Write the records out again, keeping each line exactly as it is.

---- Record extracts

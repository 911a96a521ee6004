//! Inspection repository: CRUD operations for the `inspections` table.

use rusqlite::{params, Connection, OptionalExtension, Row};

use super::{now_rfc3339, parse_column, Database, DatabaseError};
use crate::error::{DomainError, VistoriaError};
use crate::model::{Inspection, InspectionStatus, NewInspection};

fn from_row(row: &Row<'_>) -> Result<Inspection, rusqlite::Error> {
    Ok(Inspection {
        id: row.get("id")?,
        property_address: row.get("property_address")?,
        landlord_name: row.get("landlord_name")?,
        tenant_name: row.get("tenant_name")?,
        kind: parse_column(row, "kind")?,
        status: parse_column(row, "status")?,
        template_type: parse_column(row, "template_type")?,
        region: row.get("region")?,
        total_cost_estimate: row.get("total_cost_estimate")?,
        created_at: row.get("created_at")?,
    })
}

/// Inserts a new inspection in `draft` status and returns its id.
pub fn insert(db: &Database, new: &NewInspection) -> Result<i64, DatabaseError> {
    db.with_conn(|conn| {
        conn.execute(
            "INSERT INTO inspections (property_address, landlord_name, tenant_name, kind,
             status, template_type, region, total_cost_estimate, created_at)
             VALUES (?1, ?2, ?3, ?4, ?5, ?6, ?7, 0, ?8)",
            params![
                new.property_address,
                new.landlord_name,
                new.tenant_name,
                new.kind.as_str(),
                InspectionStatus::Draft.as_str(),
                new.template_type.as_str(),
                new.region,
                now_rfc3339(),
            ],
        )?;
        Ok(conn.last_insert_rowid())
    })
}

/// Finds an inspection by its id.
pub fn find_by_id(db: &Database, id: i64) -> Result<Option<Inspection>, DatabaseError> {
    db.with_conn(|conn| find_by_id_in(conn, id))
}

pub fn find_by_id_in(conn: &Connection, id: i64) -> Result<Option<Inspection>, DatabaseError> {
    let found = conn
        .query_row(
            "SELECT * FROM inspections WHERE id = ?1",
            params![id],
            from_row,
        )
        .optional()?;
    Ok(found)
}

pub fn exists_in(conn: &Connection, id: i64) -> Result<bool, DatabaseError> {
    let count: u32 = conn.query_row(
        "SELECT COUNT(*) FROM inspections WHERE id = ?1",
        params![id],
        |r| r.get(0),
    )?;
    Ok(count > 0)
}

/// Overwrites the aggregate repair estimate. Returns false if no row matched.
pub fn set_total_cost_in(conn: &Connection, id: i64, total: f64) -> Result<bool, DatabaseError> {
    let changed = conn.execute(
        "UPDATE inspections SET total_cost_estimate = ?2 WHERE id = ?1",
        params![id, total],
    )?;
    Ok(changed > 0)
}

/// Moves an inspection forward in its lifecycle.
///
/// Backward or repeated transitions are rejected without touching the row.
pub fn update_status(
    db: &Database,
    id: i64,
    next: InspectionStatus,
) -> Result<Inspection, VistoriaError> {
    let updated = db.with_conn(|conn| {
        let Some(mut inspection) = find_by_id_in(conn, id)? else {
            return Ok(Err(DomainError::InspectionNotFound(id)));
        };
        match inspection.status.transition_to(next) {
            Ok(status) => {
                conn.execute(
                    "UPDATE inspections SET status = ?2 WHERE id = ?1",
                    params![id, status.as_str()],
                )?;
                inspection.status = status;
                Ok(Ok(inspection))
            }
            Err(e) => Ok(Err(e)),
        }
    })?;
    Ok(updated?)
}

/// Lists inspections recorded for a property address, oldest first.
pub fn list_for_property(
    db: &Database,
    property_address: &str,
) -> Result<Vec<Inspection>, DatabaseError> {
    db.with_conn(|conn| {
        let mut stmt = conn.prepare(
            "SELECT * FROM inspections WHERE property_address = ?1 ORDER BY created_at, id",
        )?;
        let rows = stmt
            .query_map(params![property_address], from_row)?
            .collect::<Result<Vec<_>, _>>()?;
        Ok(rows)
    })
}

--------

Output for this exercise:
repository 911a96a521ee6004
//! Inspection repository: CRUD operations for the `inspections` table.

use rusqlite::{params, Connection, OptionalExtension, Row};

use super::{now_rfc3339, parse_column, Database, DatabaseError};
use crate::error::{DomainError, VistoriaError};
use crate::model::{Inspection, InspectionStatus, NewInspection};

fn from_row(row: &Row<'_>) -> Result<Inspection, rusqlite::Error> {
    Ok(Inspection {
        id: row.get("id")?,
        property_address: row.get("property_address")?,
        landlord_name: row.get("landlord_name")?,
        tenant_name: row.get("tenant_name")?,
        kind: parse_column(row, "kind")?,
        status: parse_column(row, "status")?,
        template_type: parse_column(row, "template_type")?,
        region: row.get("region")?,
        total_cost_estimate: row.get("total_cost_estimate")?,
        created_at: row.get("created_at")?,
    })
}

/// Inserts a new inspection in `draft` status and returns its id.
pub fn insert(db: &Database, new: &NewInspection) -> Result<i64, DatabaseError> {
    db.with_conn(|conn| {
        conn.execute(
            "INSERT INTO inspections (property_address, landlord_name, tenant_name, kind,
             status, template_type, region, total_cost_estimate, created_at)
             VALUES (?1, ?2, ?3, ?4, ?5, ?6, ?7, 0, ?8)",
            params![
                new.property_address,
                new.landlord_name,
                new.tenant_name,
                new.kind.as_str(),
                InspectionStatus::Draft.as_str(),
                new.template_type.as_str(),
                new.region,
                now_rfc3339(),
            ],
        )?;
        Ok(conn.last_insert_rowid())
    })
}

/// Finds an inspection by its id.
pub fn find_by_id(db: &Database, id: i64) -> Result<Option<Inspection>, DatabaseError> {
    db.with_conn(|conn| find_by_id_in(conn, id))
}

pub fn find_by_id_in(conn: &Connection, id: i64) -> Result<Option<Inspection>, DatabaseError> {
    let found = conn
        .query_row(
            "SELECT * FROM inspections WHERE id = ?1",
            params![id],
            from_row,
        )
        .optional()?;
    Ok(found)
}

pub fn exists_in(conn: &Connection, id: i64) -> Result<bool, DatabaseError> {
    let count: u32 = conn.query_row(
        "SELECT COUNT(*) FROM inspections WHERE id = ?1",
        params![id],
        |r| r.get(0),
    )?;
    Ok(count > 0)
}

/// Overwrites the aggregate repair estimate. Returns false if no row matched.
pub fn set_total_cost_in(conn: &Connection, id: i64, total: f64) -> Result<bool, DatabaseError> {
    let changed = conn.execute(
        "UPDATE inspections SET total_cost_estimate = ?2 WHERE id = ?1",
        params![id, total],
    )?;
    Ok(changed > 0)
}

/// Moves an inspection forward in its lifecycle.
///
/// Backward or repeated transitions are rejected without touching the row.
pub fn update_status(
    db: &Database,
    id: i64,
    next: InspectionStatus,
) -> Result<Inspection, VistoriaError> {
    let updated = db.with_conn(|conn| {
        let Some(mut inspection) = find_by_id_in(conn, id)? else {
            return Ok(Err(DomainError::InspectionNotFound(id)));
        };
        match inspection.status.transition_to(next) {
            Ok(status) => {
                conn.execute(
                    "UPDATE inspections SET status = ?2 WHERE id = ?1",
                    params![id, status.as_str()],
                )?;
                inspection.status = status;
                Ok(Ok(inspection))
            }
            Err(e) => Ok(Err(e)),
        }
    })?;
    Ok(updated?)
}

/// Lists inspections recorded for a property address, oldest first.
pub fn list_for_property(
    db: &Database,
    property_address: &str,
) -> Result<Vec<Inspection>, DatabaseError> {
    db.with_conn(|conn| {
        let mut stmt = conn.prepare(
            "SELECT * FROM inspections WHERE property_address = ?1 ORDER BY created_at, id",
        )?;
        let rows = stmt
            .query_map(params![property_address], from_row)?
            .collect::<Result<Vec<_>, _>>()?;
        Ok(rows)
    })
}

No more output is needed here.